== Segment start ==

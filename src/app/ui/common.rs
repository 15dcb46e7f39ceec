use crate::edges::KernelSize;
use crate::util::safe_usize_to_f32;
use egui::{Color32, RichText, Vec2};

pub fn accent_heading(ui: &mut egui::Ui, accent: Color32, text: &str) -> egui::Response {
    ui.label(RichText::new(text).heading().strong().color(accent))
}

pub fn accent_subheading(ui: &mut egui::Ui, accent: Color32, text: &str) -> egui::Response {
    ui.label(RichText::new(text).strong().size(16.0).color(accent))
}

/// Display size for an image scaled down to `max_width`, never enlarged.
pub fn fit_to_width(size: [usize; 2], max_width: f32) -> Vec2 {
    let base = Vec2::new(safe_usize_to_f32(size[0]), safe_usize_to_f32(size[1]));
    if base.x <= 0.0 || max_width <= 0.0 || base.x <= max_width {
        return base;
    }
    base * (max_width / base.x)
}

/// Kernel size picker restricted to `choices`.
pub fn kernel_size_combo(
    ui: &mut egui::Ui,
    id_salt: &str,
    value: &mut KernelSize,
    choices: &[KernelSize],
) {
    ui.horizontal(|ui| {
        ui.label("Kernel Size (odd only)");
        egui::ComboBox::from_id_salt(id_salt)
            .selected_text(value.label())
            .show_ui(ui, |ui| {
                for &choice in choices {
                    ui.selectable_value(value, choice, choice.label());
                }
            });
    });
}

== Segment end ==

● WORK INSTRUCTIONS: What is needed is an exact restatement of every record above.

● YOUR SOLUTION:
filename src/app/ui/common.rs
repository 15dcb46e7f39ceec
use crate::edges::KernelSize;
use crate::util::safe_usize_to_f32;
use egui::{Color32, RichText, Vec2};

pub fn accent_heading(ui: &mut egui::Ui, accent: Color32, text: &str) -> egui::Response {
    ui.label(RichText::new(text).heading().strong().color(accent))
}

pub fn accent_subheading(ui: &mut egui::Ui, accent: Color32, text: &str) -> egui::Response {
    ui.label(RichText::new(text).strong().size(16.0).color(accent))
}

/// Display size for an image scaled down to `max_width`, never enlarged.
pub fn fit_to_width(size: [usize; 2], max_width: f32) -> Vec2 {
    let base = Vec2::new(safe_usize_to_f32(size[0]), safe_usize_to_f32(size[1]));
    if base.x <= 0.0 || max_width <= 0.0 || base.x <= max_width {
        return base;
    }
    base * (max_width / base.x)
}

/// Kernel size picker restricted to `choices`.
pub fn kernel_size_combo(
    ui: &mut egui::Ui,
    id_salt: &str,
    value: &mut KernelSize,
    choices: &[KernelSize],
) {
    ui.horizontal(|ui| {
        ui.label("Kernel Size (odd only)");
        egui::ComboBox::from_id_salt(id_salt)
            .selected_text(value.label())
            .show_ui(ui, |ui| {
                for &choice in choices {
                    ui.selectable_value(value, choice, choice.label());
                }
            });
    });
}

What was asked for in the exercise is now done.